Work through the data line by line, gathering every line that has the word "coefficients".

::::::

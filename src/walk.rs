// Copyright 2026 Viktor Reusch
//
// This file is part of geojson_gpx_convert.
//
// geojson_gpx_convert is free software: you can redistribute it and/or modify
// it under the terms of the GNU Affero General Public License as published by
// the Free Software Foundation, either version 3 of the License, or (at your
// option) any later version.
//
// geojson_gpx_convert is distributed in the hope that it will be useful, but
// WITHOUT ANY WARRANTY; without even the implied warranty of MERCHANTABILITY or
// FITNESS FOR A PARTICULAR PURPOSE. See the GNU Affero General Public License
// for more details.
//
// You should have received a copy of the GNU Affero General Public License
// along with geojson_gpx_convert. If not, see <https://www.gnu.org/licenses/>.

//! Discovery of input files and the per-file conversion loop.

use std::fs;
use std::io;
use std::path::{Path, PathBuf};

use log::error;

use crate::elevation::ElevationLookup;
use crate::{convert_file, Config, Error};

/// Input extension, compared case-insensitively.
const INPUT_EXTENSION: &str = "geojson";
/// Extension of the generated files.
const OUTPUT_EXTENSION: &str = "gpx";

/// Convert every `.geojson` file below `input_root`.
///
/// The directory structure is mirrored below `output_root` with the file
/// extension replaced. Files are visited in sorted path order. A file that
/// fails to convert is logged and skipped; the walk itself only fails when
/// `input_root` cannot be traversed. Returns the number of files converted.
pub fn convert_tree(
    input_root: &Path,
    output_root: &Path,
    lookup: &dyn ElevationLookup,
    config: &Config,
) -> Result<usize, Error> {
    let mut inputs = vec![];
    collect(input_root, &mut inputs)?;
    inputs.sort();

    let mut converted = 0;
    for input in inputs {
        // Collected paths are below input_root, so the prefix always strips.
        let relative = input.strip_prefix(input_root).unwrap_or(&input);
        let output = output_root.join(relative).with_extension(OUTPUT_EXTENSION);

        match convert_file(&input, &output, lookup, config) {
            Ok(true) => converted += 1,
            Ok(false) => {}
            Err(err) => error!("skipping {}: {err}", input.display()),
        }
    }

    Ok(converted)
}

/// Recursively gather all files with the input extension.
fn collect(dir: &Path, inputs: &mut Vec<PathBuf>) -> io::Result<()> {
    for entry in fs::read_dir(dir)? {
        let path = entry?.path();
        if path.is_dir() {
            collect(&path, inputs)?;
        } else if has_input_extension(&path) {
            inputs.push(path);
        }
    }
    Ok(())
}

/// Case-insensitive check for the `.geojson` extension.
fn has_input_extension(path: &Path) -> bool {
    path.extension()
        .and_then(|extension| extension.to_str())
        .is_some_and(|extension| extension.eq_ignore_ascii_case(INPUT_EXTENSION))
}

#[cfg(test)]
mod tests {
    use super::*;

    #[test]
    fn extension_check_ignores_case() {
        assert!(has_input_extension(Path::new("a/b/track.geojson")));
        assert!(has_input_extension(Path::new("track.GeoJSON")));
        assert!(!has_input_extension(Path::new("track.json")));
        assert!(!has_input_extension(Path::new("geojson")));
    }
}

::::::

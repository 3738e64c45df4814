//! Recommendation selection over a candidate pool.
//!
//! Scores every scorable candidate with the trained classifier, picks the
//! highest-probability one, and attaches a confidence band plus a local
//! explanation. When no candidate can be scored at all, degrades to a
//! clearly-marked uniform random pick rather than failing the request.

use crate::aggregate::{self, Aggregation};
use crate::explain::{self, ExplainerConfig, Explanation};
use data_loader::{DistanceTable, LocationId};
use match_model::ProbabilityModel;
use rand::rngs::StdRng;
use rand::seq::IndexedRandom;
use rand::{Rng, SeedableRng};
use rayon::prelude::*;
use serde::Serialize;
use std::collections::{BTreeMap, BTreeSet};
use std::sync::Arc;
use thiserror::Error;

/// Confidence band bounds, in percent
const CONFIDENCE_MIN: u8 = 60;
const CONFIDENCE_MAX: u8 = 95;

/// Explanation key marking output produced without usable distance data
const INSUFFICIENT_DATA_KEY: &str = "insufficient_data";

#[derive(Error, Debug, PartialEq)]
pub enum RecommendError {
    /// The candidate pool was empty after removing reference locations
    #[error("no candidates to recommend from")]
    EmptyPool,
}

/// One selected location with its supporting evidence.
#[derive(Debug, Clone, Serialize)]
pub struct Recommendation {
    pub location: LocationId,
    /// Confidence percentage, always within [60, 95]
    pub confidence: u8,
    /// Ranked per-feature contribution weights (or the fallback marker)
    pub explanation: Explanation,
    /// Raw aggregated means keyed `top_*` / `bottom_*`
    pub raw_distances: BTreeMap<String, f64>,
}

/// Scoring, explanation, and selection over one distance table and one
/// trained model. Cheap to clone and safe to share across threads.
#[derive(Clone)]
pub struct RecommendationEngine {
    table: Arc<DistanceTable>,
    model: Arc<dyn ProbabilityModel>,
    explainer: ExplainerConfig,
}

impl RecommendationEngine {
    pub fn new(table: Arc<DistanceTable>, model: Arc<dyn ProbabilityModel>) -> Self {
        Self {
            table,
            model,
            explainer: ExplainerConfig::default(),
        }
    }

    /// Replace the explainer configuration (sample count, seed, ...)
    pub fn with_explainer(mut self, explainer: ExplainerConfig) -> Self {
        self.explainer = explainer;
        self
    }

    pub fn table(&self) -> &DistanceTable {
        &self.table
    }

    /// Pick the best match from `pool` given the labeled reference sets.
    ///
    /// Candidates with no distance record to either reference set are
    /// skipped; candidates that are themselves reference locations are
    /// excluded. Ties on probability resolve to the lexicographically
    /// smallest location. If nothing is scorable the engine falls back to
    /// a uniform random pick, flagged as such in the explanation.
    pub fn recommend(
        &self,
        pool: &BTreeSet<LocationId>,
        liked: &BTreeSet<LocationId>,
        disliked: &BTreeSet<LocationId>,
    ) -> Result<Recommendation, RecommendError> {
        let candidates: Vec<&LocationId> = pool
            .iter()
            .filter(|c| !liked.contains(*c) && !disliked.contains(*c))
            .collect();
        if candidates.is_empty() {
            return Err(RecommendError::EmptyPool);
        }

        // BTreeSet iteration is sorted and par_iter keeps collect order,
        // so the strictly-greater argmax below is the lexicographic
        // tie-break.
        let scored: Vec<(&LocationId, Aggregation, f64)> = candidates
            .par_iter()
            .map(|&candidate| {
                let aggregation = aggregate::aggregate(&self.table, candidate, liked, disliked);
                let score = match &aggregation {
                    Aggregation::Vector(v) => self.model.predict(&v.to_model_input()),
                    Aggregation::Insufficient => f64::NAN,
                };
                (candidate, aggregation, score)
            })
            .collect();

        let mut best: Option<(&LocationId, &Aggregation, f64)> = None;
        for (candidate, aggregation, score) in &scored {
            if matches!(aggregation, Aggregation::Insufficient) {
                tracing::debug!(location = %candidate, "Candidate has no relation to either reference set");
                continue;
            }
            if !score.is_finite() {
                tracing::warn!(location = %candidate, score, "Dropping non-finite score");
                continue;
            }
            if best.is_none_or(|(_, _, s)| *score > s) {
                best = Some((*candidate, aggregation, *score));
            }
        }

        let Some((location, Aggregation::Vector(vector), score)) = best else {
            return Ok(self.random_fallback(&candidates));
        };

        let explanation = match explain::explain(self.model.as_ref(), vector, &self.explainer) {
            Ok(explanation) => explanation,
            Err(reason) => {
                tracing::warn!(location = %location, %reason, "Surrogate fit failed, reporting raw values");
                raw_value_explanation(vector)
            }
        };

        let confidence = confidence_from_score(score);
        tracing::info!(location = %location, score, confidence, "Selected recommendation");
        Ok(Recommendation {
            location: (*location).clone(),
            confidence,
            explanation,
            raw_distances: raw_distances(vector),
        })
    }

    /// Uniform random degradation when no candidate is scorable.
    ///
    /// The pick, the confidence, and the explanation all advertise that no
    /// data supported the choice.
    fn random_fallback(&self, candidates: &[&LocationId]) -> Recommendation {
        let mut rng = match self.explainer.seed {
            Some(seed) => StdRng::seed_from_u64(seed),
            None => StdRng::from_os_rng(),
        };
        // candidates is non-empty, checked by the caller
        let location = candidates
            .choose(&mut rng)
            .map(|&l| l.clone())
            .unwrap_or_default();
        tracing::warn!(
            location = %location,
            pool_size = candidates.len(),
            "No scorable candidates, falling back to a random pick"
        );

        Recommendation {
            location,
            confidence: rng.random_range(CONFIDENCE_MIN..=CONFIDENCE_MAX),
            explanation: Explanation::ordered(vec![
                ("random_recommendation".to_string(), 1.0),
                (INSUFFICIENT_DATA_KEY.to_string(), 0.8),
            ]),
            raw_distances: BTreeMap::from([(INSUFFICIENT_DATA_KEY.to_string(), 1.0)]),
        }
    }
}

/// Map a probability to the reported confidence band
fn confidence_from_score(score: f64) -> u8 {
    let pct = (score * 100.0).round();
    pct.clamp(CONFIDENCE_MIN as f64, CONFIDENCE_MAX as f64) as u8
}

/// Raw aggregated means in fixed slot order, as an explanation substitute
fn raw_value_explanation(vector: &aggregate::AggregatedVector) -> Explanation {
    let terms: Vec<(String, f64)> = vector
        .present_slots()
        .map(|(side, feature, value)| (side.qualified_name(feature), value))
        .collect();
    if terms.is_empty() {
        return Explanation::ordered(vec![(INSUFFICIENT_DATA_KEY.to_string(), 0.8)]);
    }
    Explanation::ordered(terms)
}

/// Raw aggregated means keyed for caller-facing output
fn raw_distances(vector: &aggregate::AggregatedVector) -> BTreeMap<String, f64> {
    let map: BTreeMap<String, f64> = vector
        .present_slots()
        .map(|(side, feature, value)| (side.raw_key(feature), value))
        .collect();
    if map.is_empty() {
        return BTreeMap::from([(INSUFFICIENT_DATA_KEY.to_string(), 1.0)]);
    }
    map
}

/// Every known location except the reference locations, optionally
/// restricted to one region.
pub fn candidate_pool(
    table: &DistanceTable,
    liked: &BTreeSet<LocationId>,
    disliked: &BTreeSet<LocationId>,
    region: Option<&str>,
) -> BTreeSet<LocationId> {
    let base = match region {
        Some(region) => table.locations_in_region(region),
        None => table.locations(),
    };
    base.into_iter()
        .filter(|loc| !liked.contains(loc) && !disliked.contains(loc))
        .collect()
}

::::::

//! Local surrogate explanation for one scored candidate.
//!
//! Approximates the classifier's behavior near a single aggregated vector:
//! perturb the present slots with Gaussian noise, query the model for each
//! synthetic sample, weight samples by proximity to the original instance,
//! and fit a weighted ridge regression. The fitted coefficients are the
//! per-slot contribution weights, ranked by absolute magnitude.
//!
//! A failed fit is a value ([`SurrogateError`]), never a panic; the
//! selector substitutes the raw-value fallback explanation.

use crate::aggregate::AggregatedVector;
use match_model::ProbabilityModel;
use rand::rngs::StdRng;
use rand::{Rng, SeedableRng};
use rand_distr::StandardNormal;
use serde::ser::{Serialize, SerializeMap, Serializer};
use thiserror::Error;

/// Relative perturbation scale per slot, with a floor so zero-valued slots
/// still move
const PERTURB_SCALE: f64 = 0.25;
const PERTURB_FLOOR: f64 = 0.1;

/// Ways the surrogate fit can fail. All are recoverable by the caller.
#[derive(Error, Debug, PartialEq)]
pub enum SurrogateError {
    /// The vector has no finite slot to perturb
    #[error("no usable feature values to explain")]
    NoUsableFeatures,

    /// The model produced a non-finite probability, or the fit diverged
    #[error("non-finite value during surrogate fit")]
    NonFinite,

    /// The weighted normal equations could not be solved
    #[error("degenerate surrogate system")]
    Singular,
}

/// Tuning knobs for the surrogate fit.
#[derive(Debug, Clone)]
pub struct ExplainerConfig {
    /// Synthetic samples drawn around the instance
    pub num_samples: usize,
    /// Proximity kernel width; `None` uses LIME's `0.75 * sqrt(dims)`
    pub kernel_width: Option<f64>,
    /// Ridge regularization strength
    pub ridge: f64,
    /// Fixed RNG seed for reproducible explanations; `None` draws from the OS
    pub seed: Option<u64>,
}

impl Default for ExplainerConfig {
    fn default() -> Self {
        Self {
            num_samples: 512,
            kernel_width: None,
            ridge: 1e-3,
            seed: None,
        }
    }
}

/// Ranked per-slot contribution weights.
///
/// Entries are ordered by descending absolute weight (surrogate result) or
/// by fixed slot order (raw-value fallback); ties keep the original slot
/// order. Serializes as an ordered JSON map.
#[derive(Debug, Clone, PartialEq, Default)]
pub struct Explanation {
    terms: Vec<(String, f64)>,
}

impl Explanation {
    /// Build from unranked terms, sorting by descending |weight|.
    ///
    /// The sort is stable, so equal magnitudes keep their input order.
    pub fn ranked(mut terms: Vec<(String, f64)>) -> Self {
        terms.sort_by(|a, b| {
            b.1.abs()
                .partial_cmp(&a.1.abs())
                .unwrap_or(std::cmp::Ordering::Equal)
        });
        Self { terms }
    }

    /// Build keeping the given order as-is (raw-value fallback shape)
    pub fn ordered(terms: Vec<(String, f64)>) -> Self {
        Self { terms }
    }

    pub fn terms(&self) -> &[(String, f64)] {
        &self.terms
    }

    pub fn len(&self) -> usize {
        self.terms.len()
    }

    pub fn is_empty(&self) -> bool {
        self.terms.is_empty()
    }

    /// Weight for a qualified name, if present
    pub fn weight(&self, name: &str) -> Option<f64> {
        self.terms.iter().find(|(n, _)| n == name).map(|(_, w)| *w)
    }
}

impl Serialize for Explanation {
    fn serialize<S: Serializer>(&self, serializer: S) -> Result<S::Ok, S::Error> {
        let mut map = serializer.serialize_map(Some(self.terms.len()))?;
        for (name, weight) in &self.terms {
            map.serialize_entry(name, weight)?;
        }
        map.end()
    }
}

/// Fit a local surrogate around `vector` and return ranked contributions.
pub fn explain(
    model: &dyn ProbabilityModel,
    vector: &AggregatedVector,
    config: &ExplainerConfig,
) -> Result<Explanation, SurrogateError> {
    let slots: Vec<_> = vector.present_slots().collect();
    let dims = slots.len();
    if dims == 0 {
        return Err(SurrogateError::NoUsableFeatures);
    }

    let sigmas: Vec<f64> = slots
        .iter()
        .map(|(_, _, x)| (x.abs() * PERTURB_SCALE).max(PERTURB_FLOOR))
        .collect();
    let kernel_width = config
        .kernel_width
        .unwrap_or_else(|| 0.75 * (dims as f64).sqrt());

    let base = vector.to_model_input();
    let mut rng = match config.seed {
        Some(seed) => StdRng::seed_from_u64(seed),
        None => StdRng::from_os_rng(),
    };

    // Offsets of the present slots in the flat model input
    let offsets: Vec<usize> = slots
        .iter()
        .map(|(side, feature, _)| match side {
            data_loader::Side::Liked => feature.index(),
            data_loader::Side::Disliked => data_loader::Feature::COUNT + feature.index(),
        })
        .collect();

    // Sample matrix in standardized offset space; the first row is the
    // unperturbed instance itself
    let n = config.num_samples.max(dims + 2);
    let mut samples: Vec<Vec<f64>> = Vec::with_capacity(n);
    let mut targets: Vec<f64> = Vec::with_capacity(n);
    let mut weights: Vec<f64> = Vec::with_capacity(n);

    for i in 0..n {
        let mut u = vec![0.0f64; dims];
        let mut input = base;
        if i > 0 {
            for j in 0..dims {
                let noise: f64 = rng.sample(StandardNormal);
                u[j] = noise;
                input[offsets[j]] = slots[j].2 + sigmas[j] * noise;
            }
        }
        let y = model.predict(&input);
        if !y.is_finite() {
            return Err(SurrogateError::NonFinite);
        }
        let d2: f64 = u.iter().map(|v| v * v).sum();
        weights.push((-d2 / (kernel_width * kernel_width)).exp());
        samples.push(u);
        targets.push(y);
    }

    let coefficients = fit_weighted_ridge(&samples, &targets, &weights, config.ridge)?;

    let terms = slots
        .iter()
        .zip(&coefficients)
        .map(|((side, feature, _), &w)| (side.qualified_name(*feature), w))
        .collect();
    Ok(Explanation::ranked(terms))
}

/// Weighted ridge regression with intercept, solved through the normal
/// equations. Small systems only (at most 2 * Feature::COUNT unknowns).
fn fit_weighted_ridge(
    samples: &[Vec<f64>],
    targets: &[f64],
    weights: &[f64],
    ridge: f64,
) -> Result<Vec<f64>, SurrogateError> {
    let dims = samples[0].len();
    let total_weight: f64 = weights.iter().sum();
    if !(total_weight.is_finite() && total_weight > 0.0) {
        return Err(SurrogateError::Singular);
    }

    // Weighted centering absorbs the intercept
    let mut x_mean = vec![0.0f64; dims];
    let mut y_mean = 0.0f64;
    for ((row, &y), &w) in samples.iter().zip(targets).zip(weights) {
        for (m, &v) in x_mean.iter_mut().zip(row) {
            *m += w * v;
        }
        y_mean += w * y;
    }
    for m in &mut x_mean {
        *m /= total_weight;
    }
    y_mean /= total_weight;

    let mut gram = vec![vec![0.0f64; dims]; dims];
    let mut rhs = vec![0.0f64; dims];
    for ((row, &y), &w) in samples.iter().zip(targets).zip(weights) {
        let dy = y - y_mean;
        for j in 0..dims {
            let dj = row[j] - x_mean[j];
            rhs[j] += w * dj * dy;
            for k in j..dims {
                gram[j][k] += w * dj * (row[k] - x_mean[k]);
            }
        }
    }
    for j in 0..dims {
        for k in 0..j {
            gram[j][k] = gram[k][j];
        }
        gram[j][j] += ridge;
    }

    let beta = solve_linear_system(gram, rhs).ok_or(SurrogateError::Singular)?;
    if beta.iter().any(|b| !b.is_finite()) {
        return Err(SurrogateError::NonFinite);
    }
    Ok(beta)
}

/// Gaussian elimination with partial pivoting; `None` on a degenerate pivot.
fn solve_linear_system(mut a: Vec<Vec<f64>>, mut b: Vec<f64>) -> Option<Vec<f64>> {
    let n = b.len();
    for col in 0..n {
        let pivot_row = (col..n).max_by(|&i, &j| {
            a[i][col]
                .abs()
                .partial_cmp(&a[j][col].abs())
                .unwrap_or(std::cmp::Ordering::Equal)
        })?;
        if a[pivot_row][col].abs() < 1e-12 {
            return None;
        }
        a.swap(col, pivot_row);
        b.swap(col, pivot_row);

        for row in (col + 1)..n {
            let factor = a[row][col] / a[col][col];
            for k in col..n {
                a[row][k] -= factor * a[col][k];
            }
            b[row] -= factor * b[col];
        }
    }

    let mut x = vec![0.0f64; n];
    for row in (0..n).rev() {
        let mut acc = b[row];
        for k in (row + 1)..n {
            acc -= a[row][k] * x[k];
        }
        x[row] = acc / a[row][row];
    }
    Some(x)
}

::::::

■ **Solution**
//! and fit a weighted ridge regression. The fitted coefficients are the
    let coefficients = fit_weighted_ridge(&samples, &targets, &weights, config.ridge)?;
        .zip(&coefficients)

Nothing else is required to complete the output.